[Records drawn from a dataset]
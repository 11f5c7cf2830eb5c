//! Deferred-work queue — persisted FIFO of requests that hit a hard
//! rate limit.
//!
//! Every mutation rewrites `deferred_queue.json` in full (atomic rename).
//! Depth is bounded by operators, not by load, so the O(n) rewrite is
//! fine. Nothing is requeued implicitly: a dequeued item that fails again
//! is gone unless the caller enqueues it anew (at-most-once).

use anyhow::Result;
use chrono::{DateTime, Utc};
use serde::{Deserialize, Serialize};
use std::collections::VecDeque;
use std::path::PathBuf;
use uuid::Uuid;

use crate::state;

/// What to retry: one (symbol, endpoint) poll.
#[derive(Debug, Clone, PartialEq, Eq, Serialize, Deserialize)]
pub struct OperationDescriptor {
    pub symbol: String,
    pub endpoint: String,
}

#[derive(Debug, Clone, PartialEq, Eq, Serialize, Deserialize)]
pub struct QueueItem {
    pub id: Uuid,
    pub operation: OperationDescriptor,
    pub error: String,
    pub enqueued_at: DateTime<Utc>,
}

impl QueueItem {
    pub fn new(operation: OperationDescriptor, error: impl Into<String>, enqueued_at: DateTime<Utc>) -> Self {
        Self {
            id: Uuid::new_v4(),
            operation,
            error: error.into(),
            enqueued_at,
        }
    }
}

#[derive(Debug, Default, Serialize, Deserialize)]
struct QueueFile {
    items: VecDeque<QueueItem>,
}

pub struct DeferredWorkQueue {
    path: PathBuf,
    file: QueueFile,
}

impl DeferredWorkQueue {
    pub fn load(path: PathBuf) -> Result<Self> {
        let file: QueueFile = state::load_or_recover(&path)?;
        Ok(Self { path, file })
    }

    pub fn enqueue(&mut self, item: QueueItem) -> Result<()> {
        self.file.items.push_back(item);
        self.persist()
    }

    pub fn dequeue(&mut self) -> Result<Option<QueueItem>> {
        let item = self.file.items.pop_front();
        if item.is_some() {
            self.persist()?;
        }
        Ok(item)
    }

    pub fn peek(&self) -> Option<&QueueItem> {
        self.file.items.front()
    }

    pub fn size(&self) -> usize {
        self.file.items.len()
    }

    pub fn clear(&mut self) -> Result<()> {
        self.file.items.clear();
        self.persist()
    }

    fn persist(&self) -> Result<()> {
        state::atomic_write_json(&self.path, &self.file)
    }
}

= REQUIRED WORK =
Go through the entries and return each line where the word "that" occurs.

= RESPONSE TO THE TASK =
//! Deferred-work queue — persisted FIFO of requests that hit a hard
//! fine. Nothing is requeued implicitly: a dequeued item that fails again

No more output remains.